Ballet Shoes

This month, Missy and I have begun reading my all time favourite children’s book Ballet Shoes by Noel Streatfeild.

ballet shoes

I’d been hunting for the Cath Kidston ballet dancer fabric for Missy’s new bedroom, and finally found the duvet set in our local Bristol store, along with this limited edition book in a ballet print oilcloth childs bag. Of course I bought them!

We’re reading one chapter a night and I’m really enjoying re-visiting the book. Reading out loud means that I’m finding new pleasure in the book and its delightful story of three orphaned girls in 1930’s London.

I purposely didn’t watch the BBC1 film of the book a few years ago, as I didn’t want to tarnish my memories of the book or the pictures in my head of Pauline, Petrova and Posy Fossil as they enter The Children’s Academy of Dance, to train to be on the stage. (I wanted to name our daughter Posy, after the character in the book but this was veoted early on!)

As we read together, snuggled up in bed,  I’m reminded of the reasons why I loved the book as a child. Apart from being about three sisters growing up (I’m one of three sisters), dancing and the London backdrop, I love the amazingly vivid descriptions of clothes which pepper the book, the list of clothes the girls need for their new life as trainee dancers and actors, outfits they deem appropriate or not for auditions, the descriptions of little girls embroidering at home and making do and mending hand-me-down clothes.

ballet shoes 1

My favourite list was, and still is, right at the start of the book, when Sylvia or Garnie (the girl’s guardian) receives the list of clothes needed for life at The Academy;

“….Rompers, two each
Black patent ankle strap shoes
 White tartalan dresses, two each
White sandals
White knickers, two each, all frills…”

For a child who grew up in the 80’s wearing stone washed denim, shell suits and jelly shoes, this list was so romantic! And mysterious… what’s tartalan? In the days before Google, I had to make up my own image in my head but of course, these days, the first thing i did was to log and find out what tartalan actually is (a kind of muslin if you don’t know either!).

There were other words too, which to my 80’s childhood seemed endlessly fascinating; eiderdown, frock, organdie…”…Sylvia bought a Vogue and several yards of blue taffeta and blue organdie”
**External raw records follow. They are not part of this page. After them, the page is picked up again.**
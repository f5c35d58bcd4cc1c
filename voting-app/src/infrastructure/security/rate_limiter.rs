use dashmap::DashMap;
use std::sync::Arc;
use std::time::{Duration, Instant};
use voting_errors::AppError;

const MAX_VOTES_PER_MINUTE: u32 = 10;
const MAX_VOTES_PER_HOUR: u32 = 60;
const CLEANUP_INTERVAL_SECS: u64 = 300;

#[derive(Clone)]
struct SubmissionRecord {
    minute_count: u32,
    hour_count: u32,
    minute_start: Instant,
    hour_start: Instant,
}

impl SubmissionRecord {
    fn starting_at(now: Instant) -> Self {
        Self {
            minute_count: 0,
            hour_count: 0,
            minute_start: now,
            hour_start: now,
        }
    }
}

/// Per-device throttle on vote submissions, kept in memory only.
#[derive(Clone)]
pub struct VoteThrottle {
    submissions: Arc<DashMap<String, SubmissionRecord>>,
    last_cleanup: Arc<std::sync::Mutex<Instant>>,
    per_minute: u32,
    per_hour: u32,
}

impl VoteThrottle {
    pub fn new() -> Self {
        Self::with_limits(MAX_VOTES_PER_MINUTE, MAX_VOTES_PER_HOUR)
    }

    pub fn with_limits(per_minute: u32, per_hour: u32) -> Self {
        Self {
            submissions: Arc::new(DashMap::new()),
            last_cleanup: Arc::new(std::sync::Mutex::new(Instant::now())),
            per_minute,
            per_hour,
        }
    }

    pub fn check(&self, device_id: &str) -> Result<(), AppError> {
        self.check_at(device_id, Instant::now())
    }

    fn check_at(&self, device_id: &str, now: Instant) -> Result<(), AppError> {
        self.maybe_cleanup(now);

        let mut record = self
            .submissions
            .entry(device_id.to_string())
            .or_insert_with(|| SubmissionRecord::starting_at(now));

        if now.duration_since(record.minute_start) >= Duration::from_secs(60) {
            record.minute_count = 0;
            record.minute_start = now;
        }

        if now.duration_since(record.hour_start) >= Duration::from_secs(3600) {
            record.hour_count = 0;
            record.hour_start = now;
        }

        if record.minute_count >= self.per_minute {
            let wait_secs = 60 - now.duration_since(record.minute_start).as_secs();
            tracing::warn!(device_id, "vote throttled for {}s", wait_secs);
            return Err(AppError::RateLimited(wait_secs));
        }

        if record.hour_count >= self.per_hour {
            let wait_secs = 3600 - now.duration_since(record.hour_start).as_secs();
            tracing::warn!(device_id, "vote throttled for {}s", wait_secs);
            return Err(AppError::RateLimited(wait_secs));
        }

        record.minute_count += 1;
        record.hour_count += 1;

        Ok(())
    }

    fn maybe_cleanup(&self, now: Instant) {
        let Ok(mut last_cleanup) = self.last_cleanup.lock() else {
            return;
        };
        if now.duration_since(*last_cleanup) > Duration::from_secs(CLEANUP_INTERVAL_SECS) {
            self.submissions
                .retain(|_, v| now.duration_since(v.hour_start) < Duration::from_secs(3600));
            *last_cleanup = now;
        }
    }
}

impl Default for VoteThrottle {
    fn default() -> Self {
        Self::new()
    }
}

#[cfg(test)]
mod tests {
    use super::*;

    #[test]
    fn test_blocks_after_minute_limit() {
        let throttle = VoteThrottle::with_limits(3, 100);
        let now = Instant::now();

        for _ in 0..3 {
            assert!(throttle.check_at("device-a", now).is_ok());
        }
        assert!(matches!(
            throttle.check_at("device-a", now),
            Err(AppError::RateLimited(60))
        ));
        assert!(throttle.check_at("device-b", now).is_ok());
    }

    #[test]
    fn test_minute_window_resets() {
        let throttle = VoteThrottle::with_limits(1, 100);
        let now = Instant::now();

        assert!(throttle.check_at("device-a", now).is_ok());
        assert!(throttle.check_at("device-a", now).is_err());
        assert!(throttle
            .check_at("device-a", now + Duration::from_secs(61))
            .is_ok());
    }

    #[test]
    fn test_hour_limit_outlasts_minute_window() {
        let throttle = VoteThrottle::with_limits(10, 2);
        let now = Instant::now();

        assert!(throttle.check_at("device-a", now).is_ok());
        assert!(throttle.check_at("device-a", now).is_ok());
        assert!(throttle
            .check_at("device-a", now + Duration::from_secs(120))
            .is_err());
    }
}
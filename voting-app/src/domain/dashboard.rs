use super::{LiveResults, VoteCounts};
use chrono::{DateTime, Utc};
use serde::{Deserialize, Serialize};
use std::time::Duration;

/// How often the results screen refreshes.
pub const POLL_INTERVAL: Duration = Duration::from_secs(2);

/// One poll's worth of dashboard data.
#[derive(Debug, Clone, PartialEq, Serialize, Deserialize)]
pub struct DashboardSnapshot {
    pub counts: VoteCounts,
    pub results: LiveResults,
    pub fetched_at: DateTime<Utc>,
}

impl DashboardSnapshot {
    pub fn new(counts: VoteCounts, results: LiveResults) -> Self {
        Self {
            counts,
            results,
            fetched_at: Utc::now(),
        }
    }

    /// Shown before the first poll completes and right after a reset.
    pub fn empty() -> Self {
        Self::new(VoteCounts::zeroed(), LiveResults::default())
    }
}
use crate::domain::VoteCounts;
use crate::infrastructure::api::VotingApiClient;
use voting_errors::AppError;

pub struct ResetVotes {
    client: VotingApiClient,
}

impl ResetVotes {
    pub fn new(client: VotingApiClient) -> Self {
        Self { client }
    }

    /// Returns the counts after the reset, all zero when the server omits them.
    pub async fn execute(&self) -> Result<VoteCounts, AppError> {
        let ack = self.client.reset_votes().await?;

        if !ack.success {
            tracing::error!("reset refused: {}", ack.message);
            return Err(AppError::Rejected(ack.message));
        }

        tracing::warn!("all votes have been reset");
        Ok(ack.counts.unwrap_or_else(VoteCounts::zeroed))
    }
}

#[cfg(test)]
mod tests {
    use super::*;
    use crate::test_support::spawn_fake_api;
    use axum::routing::post;
    use axum::{Json, Router};
    use serde_json::json;

    #[tokio::test]
    async fn test_reset_returns_counts() {
        let router = Router::new().route(
            "/api/v1/reset",
            post(|| async {
                Json(json!({"success": true, "message": "All votes have been reset"}))
            }),
        );
        let reset = ResetVotes::new(spawn_fake_api(router).await);

        assert_eq!(reset.execute().await.unwrap(), VoteCounts::zeroed());
    }

    #[tokio::test]
    async fn test_refused_reset_carries_server_message() {
        let router = Router::new().route(
            "/api/v1/reset",
            post(|| async { Json(json!({"success": false, "message": "Error: disk full"})) }),
        );
        let reset = ResetVotes::new(spawn_fake_api(router).await);

        assert_eq!(
            reset.execute().await.unwrap_err(),
            AppError::Rejected("Error: disk full".to_string())
        );
    }
}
Clothes are so important to the Fossil girls, they make them who they are, they define them as not fitting in, growing up and are a real signifier throughout the novel for the fact that Garnie has no money and the children are only at The Academy so they can eventually earn some money.  For example, velvet is the appropriate material for an audition because it is smart, somber and not too expensive but lasting. They go to Harrods to buy Pauline “…a black chiffon dress with white collar and cuffs, a tight bodice with buttons down the back…” after her dress is too small to “manage”. This episode about a too-small dress has an entire chapter dedicated to it.

I really love this book. If you’re not familiar with it, do try to get your hands on a copy and if you have a daughter – share it with her. It’s a really great, multi-layered novel which gets better with age – mine and the books!